- What the task asks
What you return should be the lines from the first line of the records below through the line holding "calls the configured", unchanged.

Segment Start: Material supplied

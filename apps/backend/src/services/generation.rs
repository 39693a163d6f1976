//! AI content pipelines: quizzes, audio lectures and coaching advice.
//!
//! Each pipeline reads a source from the database, calls the configured
//! vendors and persists the result. Nothing is written until every vendor
//! call has succeeded.

use serde_json::json;
use sensei_core::{GeneratedQuiz, RepairStage};

use crate::error::{ApiError, Result};
use crate::models::*;
use crate::services::ai::AiError;
use crate::services::pdf;
use crate::services::storage::{StorageService, AUDIO_DIR};
use crate::AppState;

pub const DEFAULT_QUESTION_COUNT: usize = 5;
pub const MAX_QUESTION_COUNT: usize = 20;

/// Progress rows included in an advice prompt.
const ADVICE_HISTORY_LIMIT: usize = 10;

const QUIZ_SYSTEM_PROMPT: &str = "You are a Scrum trainer who writes exam-style quiz questions. \
Reply with JSON only, no Markdown and no commentary.";

const LECTURE_SYSTEM_PROMPT: &str = "You are a friendly Scrum coach recording a short audio lecture. \
Write plain spoken text only: no headings, lists, Markdown or stage directions.";

const ADVICE_SYSTEM_PROMPT: &str = "You are a supportive Scrum learning coach. \
Answer in two to four sentences of plain text addressed directly to the learner.";

/// Outcome of a quiz generation run.
pub struct QuizGeneration {
    pub material: DbMaterial,
    pub questions: Vec<DbQuestion>,
    pub repair_stage: RepairStage,
    pub rejected: Vec<String>,
}

/// Generate a quiz from a PDF or text material and store it as a draft.
pub async fn generate_quiz(
    state: &AppState,
    material_id: i64,
    question_count: usize,
    title: Option<String>,
) -> Result<QuizGeneration> {
    if !(1..=MAX_QUESTION_COUNT).contains(&question_count) {
        return Err(ApiError::BadRequest(format!(
            "question_count must be between 1 and {MAX_QUESTION_COUNT}"
        )));
    }

    let llm = state.llm()?;
    let source = load_source(state, material_id).await?;
    let text = source_text(state, &source).await?;

    let raw = llm
        .generate(QUIZ_SYSTEM_PROMPT, &quiz_prompt(&text, question_count))
        .await?;

    let (mut quiz, repair_stage) = GeneratedQuiz::from_model_output(&raw).map_err(|e| {
        tracing::warn!(material_id, error = %e, "Model output could not be turned into a quiz");
        AiError::UnexpectedShape(format!("model output was not a usable quiz: {e}"))
    })?;

    if !quiz.rejected.is_empty() {
        tracing::warn!(material_id, rejected = ?quiz.rejected, "Dropped invalid generated questions");
    }
    if quiz.questions.len() < question_count {
        tracing::info!(
            material_id,
            requested = question_count,
            received = quiz.questions.len(),
            "Model returned fewer questions than requested"
        );
    }
    quiz.truncate(question_count);

    let title = non_blank(title)
        .or_else(|| quiz.title.clone())
        .unwrap_or_else(|| format!("Quiz: {}", source.title));

    let material = NewMaterial {
        title,
        description: Some(format!("Generated from \"{}\"", source.title)),
        material_type: MaterialType::Quiz,
        status: MaterialStatus::Draft,
        file_path: None,
        content: Some(
            json!({
                "source_material_id": source.id,
                "question_count": quiz.questions.len(),
                "repair_stage": repair_stage,
            })
            .to_string(),
        ),
        source_material_id: Some(source.id),
    };
    let questions: Vec<NewQuestion> = quiz.questions.into_iter().map(NewQuestion::from).collect();

    let (material, questions) = state.db.create_quiz_with_questions(&material, &questions).await?;

    tracing::info!(
        quiz_id = material.id,
        source_id = source.id,
        questions = questions.len(),
        stage = ?repair_stage,
        "Generated quiz"
    );

    Ok(QuizGeneration {
        material,
        questions,
        repair_stage,
        rejected: quiz.rejected,
    })
}

/// Generate a lecture script and its narration, then store both as a draft audio material.
///
/// Files written for a generation are removed again if the database insert fails.
pub async fn generate_audio_lecture(
    state: &AppState,
    material_id: i64,
    title: Option<String>,
) -> Result<DbMaterial> {
    let llm = state.llm()?;
    let tts = state.tts()?;
    let source = load_source(state, material_id).await?;
    let text = source_text(state, &source).await?;

    let script = llm
        .generate(LECTURE_SYSTEM_PROMPT, &lecture_prompt(&source.title, &text))
        .await?
        .trim()
        .to_string();

    let audio = tts.synthesize(&script).await?;

    let title = non_blank(title).unwrap_or_else(|| format!("Lecture: {}", source.title));
    let audio_key = StorageService::make_key(AUDIO_DIR, "mp3");
    let script_key = script_key_for(&audio_key);

    let script_doc = json!({
        "title": title,
        "source_material_id": source.id,
        "script": script,
        "generated_at": chrono::Utc::now(),
    });
    let script_bytes = serde_json::to_vec_pretty(&script_doc)
        .map_err(|e| ApiError::Internal(format!("serialize lecture script: {e}")))?;

    state.storage.save_file(&audio_key, &audio).await?;
    if let Err(e) = state.storage.save_file(&script_key, &script_bytes).await {
        state.storage.delete_file_best_effort(&audio_key).await;
        return Err(e.into());
    }

    let material = NewMaterial {
        title,
        description: Some(format!("Audio lecture generated from \"{}\"", source.title)),
        material_type: MaterialType::Audio,
        status: MaterialStatus::Draft,
        file_path: Some(audio_key.clone()),
        content: Some(
            json!({
                "script": script,
                "script_path": script_key,
            })
            .to_string(),
        ),
        source_material_id: Some(source.id),
    };

    match state.db.create_material(&material).await {
        Ok(stored) => {
            tracing::info!(
                audio_id = stored.id,
                source_id = source.id,
                bytes = audio.len(),
                "Generated audio lecture"
            );
            Ok(stored)
        }
        Err(e) => {
            state.storage.delete_file_best_effort(&audio_key).await;
            state.storage.delete_file_best_effort(&script_key).await;
            Err(e)
        }
    }
}

/// Generate coaching advice from a user's recorded progress.
pub async fn generate_advice(
    state: &AppState,
    user_id: &str,
    advice_type: AdviceType,
) -> Result<DbAdvice> {
    let llm = state.llm()?;

    let summary = state.db.progress_summary(user_id).await?;
    let history = state.db.list_progress(user_id).await?;

    let prompt = advice_prompt(&summary, &history, advice_type);
    let content = llm.generate(ADVICE_SYSTEM_PROMPT, &prompt).await?.trim().to_string();
    if content.is_empty() {
        return Err(AiError::UnexpectedShape("model returned empty advice".to_string()).into());
    }

    let advice = state.db.insert_advice(user_id, advice_type, &content).await?;
    tracing::info!(advice_id = advice.id, user_id, kind = advice_type.as_str(), "Generated advice");
    Ok(advice)
}

/// Load a material usable as generation input (PDF or text).
async fn load_source(state: &AppState, material_id: i64) -> Result<DbMaterial> {
    let material = state
        .db
        .get_material(material_id)
        .await?
        .ok_or_else(|| ApiError::NotFound(format!("Material {material_id} not found")))?;

    if !material.kind().is_generation_source() {
        return Err(ApiError::BadRequest(format!(
            "Material {} is a {} material; only pdf and text materials can be used as a source",
            material.id,
            material.kind().as_str()
        )));
    }

    Ok(material)
}

/// Text of a source material, cut to the configured prompt budget.
pub async fn source_text(state: &AppState, material: &DbMaterial) -> Result<String> {
    let text = match material.kind() {
        MaterialType::Pdf => {
            let key = material.file_path.as_deref().ok_or_else(|| {
                ApiError::BadRequest(format!("Material {} has no stored file", material.id))
            })?;
            let bytes = state.storage.read_file(key).await?;
            pdf::extract_text(bytes)
                .await
                .map_err(|e| ApiError::BadRequest(format!("Material {}: {e}", material.id)))?
        }
        _ => text_content(material),
    };

    let text = text.trim();
    if text.is_empty() {
        return Err(ApiError::BadRequest(format!(
            "Material {} has no text to generate from",
            material.id
        )));
    }

    Ok(clip_chars(text, state.config.max_source_chars).to_string())
}

/// Text held in a material's `content` column.
///
/// A JSON string is unwrapped; an object contributes its `text` or `body` field.
fn text_content(material: &DbMaterial) -> String {
    match material.content_value() {
        Some(serde_json::Value::String(s)) => s,
        Some(serde_json::Value::Object(map)) => ["text", "body"]
            .iter()
            .find_map(|k| map.get(*k).and_then(|v| v.as_str()))
            .map(str::to_string)
            .unwrap_or_default(),
        _ => String::new(),
    }
}

fn clip_chars(text: &str, max: usize) -> &str {
    match text.char_indices().nth(max) {
        Some((idx, _)) => &text[..idx],
        None => text,
    }
}

fn non_blank(value: Option<String>) -> Option<String> {
    value.map(|v| v.trim().to_string()).filter(|v| !v.is_empty())
}

/// `audio/x.mp3` → `audio/x.json`
fn script_key_for(audio_key: &str) -> String {
    match audio_key.rsplit_once('.') {
        Some((stem, _)) => format!("{stem}.json"),
        None => format!("{audio_key}.json"),
    }
}

fn quiz_prompt(text: &str, question_count: usize) -> String {
    format!(
        r#"Write {question_count} quiz questions that test understanding of the material below.

Return a JSON object of this form:
{{"title": "short quiz title",
  "questions": [
    {{"question": "...",
      "type": "multiple_choice" | "true_false" | "short_answer",
      "options": ["...", "...", "...", "..."],
      "correct_answer": "exact text of the correct option",
      "explanation": "one sentence on why"}}
  ]}}

Multiple choice questions have four options. True/false questions use the options ["True", "False"]. Short answer questions have no options.

Material:
"""
{text}
""""#
    )
}

fn lecture_prompt(title: &str, text: &str) -> String {
    format!(
        "Write a three to five minute spoken lecture titled \"{title}\" that explains the key ideas \
         of the material below to a Scrum learner. Open with what they will learn and close with a \
         short recap.\n\nMaterial:\n\"\"\"\n{text}\n\"\"\""
    )
}

fn advice_prompt(summary: &ProgressSummary, history: &[DbProgress], advice_type: AdviceType) -> String {
    let mut prompt = format!(
        "Learner progress:\n- items started: {}\n- items completed: {}\n- average quiz score: {}\n- total study time: {} minutes\n",
        summary.total_items,
        summary.completed_items,
        summary
            .average_score
            .map(|s| format!("{s:.0}%"))
            .unwrap_or_else(|| "no quizzes taken".to_string()),
        summary.total_time_spent_seconds / 60,
    );

    if !history.is_empty() {
        prompt.push_str("\nRecent activity:\n");
        for item in history.iter().take(ADVICE_HISTORY_LIMIT) {
            prompt.push_str(&format!(
                "- content {}: {:.0}% done{}{}\n",
                item.content_id,
                item.progress_percent,
                item.score.map(|s| format!(", score {s:.0}%")).unwrap_or_default(),
                if item.attempts > 1 {
                    format!(", {} attempts", item.attempts)
                } else {
                    String::new()
                },
            ));
        }
    }

    prompt.push('\n');
    prompt.push_str(advice_type.focus());
    prompt
}
//! Core library for the Scrum Sensei learning service.
//!
//! Provides:
//! - Best-effort recovery of malformed JSON returned by language models
//! - Validation of recovered values into typed generated quizzes
//! - Answer comparison and quiz grading (Levenshtein-based fuzzy matching)
//! - Shared domain types (materials, questions, advice)

pub mod error;
pub mod grading;
pub mod quiz;
pub mod salvage;
pub mod types;

pub use error::{QuizShapeError, SalvageError};
pub use grading::{
    compare_answers, grade_quiz, levenshtein_distance, normalized_similarity, AnswerKey,
    GradedQuestion, MatchResult, QuizGrade, DEFAULT_FUZZY_THRESHOLD,
};
pub use quiz::{GeneratedQuestion, GeneratedQuiz};
pub use salvage::{extract_quiz_fragments, salvage_json, RepairStage, Salvaged};
pub use types::{AdviceType, MatchingMode, MaterialStatus, MaterialType, QuestionType};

Segment End: Material supplied

- Answer for this exercise
filename apps/backend/src/services/generation.rs
repository 39693a163d6f1976
//! AI content pipelines: quizzes, audio lectures and coaching advice.
//!
//! Each pipeline reads a source from the database, calls the configured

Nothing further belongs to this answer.